OTO Helps Write International Consensus Statement

By Eric. W. Wang, MD

Eric W. Wang, MD, Professor of Otolaryngology, Neurological Surgery and Ophthalmology and Vice Chair of Clinical Operations at the University of Pittsburgh and two colleagues, Edward Kuan, MD, at the University of California-Irvine and James Palmer, MD, of the University of Pennsylvania, led a group of 189 experts in writing the International Consensus Statement on Allergy and Rhinology: Sinonasal Tumors (ICSNT), which was published in February 2024.

With contributions from international experts, the International Consensus in Allergy and Rhinology (ICAR) documents are designed to provide management recommendations based upon the current best available evidence in diseases that affect the nose and paranasal sinuses.

In 2019, Dr. Wang was the lead editor of the ICAR: Skull Base Surgery that identified the current best available evidence on the role of endoscopic skull base surgery in the management of numerous pathologies at the junction between the brain, orbit and paranasal sinuses. Using a well described methodology to carefully review the breadth and quality of the existing literature, evidence-based reviews with recommendations were proposed in pituitary adenoma, cerebrospinal fluid leak repair, and vascularized reconstruction of skull base defects among many other pathologies and surgical techniques. This well-referenced document has now spurred the development of a companion ICAR statement on sinonasal tumors.

Divided into four sections (General Principles, Benign Lesions, Sinonasal Malignancies, and Morbidity/Quality of Life), the document provides a key resource for the 200 diverse pathologies that can occur in the nose and paranasal sinuses. Some of the key pathologies discussed include inverted papilloma, nasopharyngeal angiofibroma, squamous cell carcinoma and olfactory neuroblastoma. Other UPMC faculty including Garret Choby, MD, Associate Professor of Otolaryngology and Neurological Surgery, Paul Gardner, MD, Professor of Neurological Surgery and Otolaryngology, and Carl Snyderman, MD, MBA, Professor of Otolaryngology and Neurological Surgery, were authors on this landmark article. Beyond reviewing the current literature, the document also identifies area of future research and development, many of which are being undertaken in the Department of Otolaryngology in the Division of Rhinology and the Center for Cranial Base Surgery.

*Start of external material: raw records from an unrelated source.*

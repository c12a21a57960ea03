use heartlink_trials::engine::{Baseline, Observation, SymptomLevel};
use serde_json::json;

#[test]
fn parses_names_and_numbers() {
    assert_eq!(SymptomLevel::parse("none").value(), 0.0);
    assert_eq!(SymptomLevel::parse("Mild").value(), 1.0);
    assert_eq!(SymptomLevel::parse(" MODERATE ").value(), 2.0);
    assert_eq!(SymptomLevel::parse("severe").value(), 3.0);
    assert_eq!(SymptomLevel::parse("2.5").value(), 2.5);
    assert_eq!(SymptomLevel::parse("7").value(), 3.0);
    assert_eq!(SymptomLevel::parse("unknown").value(), 0.0);
}

#[test]
fn new_clamps_into_range() {
    assert_eq!(SymptomLevel::new(-1.0).value(), 0.0);
    assert_eq!(SymptomLevel::new(4.2).value(), 3.0);
    assert_eq!(SymptomLevel::new(f64::NAN).value(), 0.0);
    assert_eq!(SymptomLevel::new(1.25).value(), 1.25);
}

#[test]
fn observation_from_loose_record() {
    let record = json!({
        "sobLevel": "severe",
        "edema": 0,
        "edemaLevel": 2,
        "fatigue": true,
        "orthopnea": 1,
    });
    let observation = Observation::from_json(&record);
    assert_eq!(observation.levels(), [3.0, 2.0, 1.0]);
    assert!(observation.orthopnea);
}

#[test]
fn missing_fields_default_to_zero() {
    let observation = Observation::from_json(&json!({}));
    assert_eq!(observation, Observation::default());

    let observation = Observation::from_json(&json!("not an object"));
    assert_eq!(observation.levels(), [0.0, 0.0, 0.0]);
    assert!(!observation.orthopnea);
}

#[test]
fn baseline_accepts_prefixed_keys() {
    let record = json!({
        "baselineSob": 1.5,
        "baselineEdema": "mild",
        "baselineFatigue": null,
        "baselineOrthopnea": true,
    });
    let baseline = Baseline::from_json(&record);
    assert_eq!(baseline.levels(), [1.5, 1.0, 0.0]);
    assert!(baseline.orthopnea);
}

#[test]
fn deserializes_with_aliases() {
    let observation: Observation =
        serde_json::from_str(r#"{"sobLevel":"mild","edema":null,"fatigue":9}"#).unwrap();
    assert_eq!(observation.levels(), [1.0, 0.0, 3.0]);
    assert!(!observation.orthopnea);

    let baseline: Baseline =
        serde_json::from_str(r#"{"baselineSob":"moderate","baselineOrthopnea":true}"#).unwrap();
    assert_eq!(baseline.levels(), [2.0, 0.0, 0.0]);
    assert!(baseline.orthopnea);
}
use std::fs::File;

use heartlink_trials::{
    engine::{RiskCategory, ScoringEngine},
    metrics::ConfusionMatrix,
    report::{self, MASTER_CSV, MASTER_JSON, README},
    trials::{run_suite, TrialId, TrialMetrics},
};
use tempfile::tempdir;

#[test]
fn export_writes_every_artefact() {
    let tmp = tempdir().expect("tempdir");
    let results_dir = tmp.path().join("results");
    let engine = ScoringEngine::default();
    let results = run_suite(
        42,
        &engine,
        &[TrialId::OrthopneaTrigger, TrialId::MergedNoiseGuard],
    );

    let summary = report::export(&results, &results_dir, 42, true).expect("export");
    assert_eq!(summary.files.len(), 5);
    for name in [
        "T1_2_results.csv",
        "T1_3_results.csv",
        MASTER_CSV,
        MASTER_JSON,
        README,
    ] {
        assert!(results_dir.join(name).is_file(), "missing {name}");
    }

    let mut master = csv::Reader::from_path(results_dir.join(MASTER_CSV)).expect("master csv");
    let headers = master.headers().expect("headers").clone();
    assert_eq!(&headers[0], "Trial ID");
    assert!(headers.iter().any(|h| h == "fp_guard"));
    let rows: Vec<csv::StringRecord> = master.records().collect::<Result<_, _>>().expect("rows");
    assert_eq!(rows.len(), 2);
    assert_eq!(&rows[0][0], "T1.2");

    let json: serde_json::Value =
        serde_json::from_reader(File::open(results_dir.join(MASTER_JSON)).expect("json"))
            .expect("parse json");
    assert_eq!(json["T1.2"]["N_cases"], 500);
    assert_eq!(json["T1.3"]["N_cases"], 5000);

    let readme = std::fs::read_to_string(results_dir.join(README)).expect("readme");
    assert!(readme.contains("Seed: 42"));
    assert!(readme.contains("T1.3 Merged-Noise Guard Test"));

    let archive_path = summary.archive.expect("archive requested");
    assert_eq!(archive_path, tmp.path().join("results.zip"));
    let archive = zip::ZipArchive::new(File::open(&archive_path).expect("zip")).expect("read zip");
    assert_eq!(archive.len(), 5);
}

#[test]
fn export_without_archive() {
    let tmp = tempdir().expect("tempdir");
    let results_dir = tmp.path().join("plain");
    let results = run_suite(1, &ScoringEngine::default(), &[TrialId::OrthopneaTrigger]);
    let summary = report::export(&results, &results_dir, 1, false).expect("export");
    assert!(summary.archive.is_none());
    assert!(!tmp.path().join("plain.zip").exists());
}

#[test]
fn trial_csv_lists_metric_value_rows() {
    let tmp = tempdir().expect("tempdir");
    let metrics = TrialMetrics::new().with("N_cases", 3usize).with("accuracy", 0.5);
    let path = report::write_trial_csv(tmp.path(), TrialId::ChronicVsAcute, &metrics)
        .expect("trial csv");
    assert_eq!(path.file_name().and_then(|n| n.to_str()), Some("T1_5_results.csv"));

    let text = std::fs::read_to_string(path).expect("read csv");
    assert_eq!(text, "metric,value\nN_cases,3\naccuracy,0.5\n");
}

#[test]
fn tables_flatten_to_dotted_rows() {
    let matrix = ConfusionMatrix::from_pairs(&[RiskCategory::Green], &[RiskCategory::Yellow]);
    let metrics = TrialMetrics::new()
        .with("N_cases", 1usize)
        .with("confusion", matrix);
    let rows = report::flatten_metrics(&metrics);
    assert_eq!(rows.len(), 17);
    assert_eq!(rows[0], ("N_cases".to_string(), "1".to_string()));
    assert!(rows.contains(&("confusion.Green->Yellow".to_string(), "1".to_string())));
    assert!(rows.contains(&("confusion.Red->Red".to_string(), "0".to_string())));
}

The Department of Otolaryngology continues to have a key leadership role in tumors of the nose and paranasal sinuses as well as skull base surgery. Of note, all members of the Division of Rhinology were invited authors on this important multi-institutional collaboration. The Department continues to investigate these rare but challenging tumors with recent publications in novel staging systemsand the risks of occult intracranial spread of olfactory neuroblastoma as well as the impact on quality of life in all sinonasal cancers.